## [WHAT YOU NEED TO DO]
Your answer should hold all lines of the entries that include the word "version".

Dataset entries:
>>>

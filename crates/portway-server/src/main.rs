//! portway-server: tunnel server binary.
//!
//! Authenticates users, owns sessions and their outbound connections,
//! relays bytes between tunnel channels and remote endpoints, and evicts
//! idle state in the background.

use clap::Parser;
use portway_server::config::ServerConfig;
use portway_server::server::TunnelServer;
use std::net::SocketAddr;
use std::path::PathBuf;
use tracing::{error, info};

/// portway-server — TCP tunnel server
#[derive(Parser, Debug)]
#[command(name = "portway-server", version, about = "TCP tunnel server")]
struct Cli {
    /// Config file path
    #[arg(long, default_value = "portway-server.toml")]
    config: PathBuf,

    /// Listen address override (WebSocket transports)
    #[arg(long)]
    bind: Option<SocketAddr>,

    /// Log level (trace, debug, info, warn, error)
    #[arg(long, default_value = "info")]
    log_level: String,
}

#[tokio::main]
async fn main() {
    let cli = Cli::parse();

    use tracing_subscriber::EnvFilter;
    let env_filter =
        EnvFilter::try_from_default_env().unwrap_or_else(|_| EnvFilter::new(&cli.log_level));
    tracing_subscriber::fmt()
        .with_env_filter(env_filter)
        .with_target(false)
        .init();

    info!(version = env!("CARGO_PKG_VERSION"), "starting portway-server");

    let config = match ServerConfig::load(&cli.config, cli.bind) {
        Ok(config) => config,
        Err(e) => {
            error!(error = %e, "failed to load config");
            std::process::exit(1);
        }
    };

    let server = TunnelServer::new(config);

    tokio::select! {
        result = server.run() => {
            if let Err(e) = result {
                error!(error = %e, "server error");
                std::process::exit(1);
            }
        }
        _ = shutdown_signal() => {
            info!("received shutdown signal");
            server.shutdown();
        }
    }

    info!("portway-server stopped");
}

/// Wait for SIGTERM or SIGINT (Ctrl+C).
async fn shutdown_signal() {
    let ctrl_c = tokio::signal::ctrl_c();

    #[cfg(unix)]
    {
        let mut sigterm =
            tokio::signal::unix::signal(tokio::signal::unix::SignalKind::terminate())
                .expect("failed to install SIGTERM handler");
        tokio::select! {
            _ = ctrl_c => {}
            _ = sigterm.recv() => {}
        }
    }

    #[cfg(not(unix))]
    {
        ctrl_c.await.ok();
    }
}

<<<

## [ANSWER BOX]
#[command(name = "portway-server", version, about = "TCP tunnel server")]
    info!(version = env!("CARGO_PKG_VERSION"), "starting portway-server");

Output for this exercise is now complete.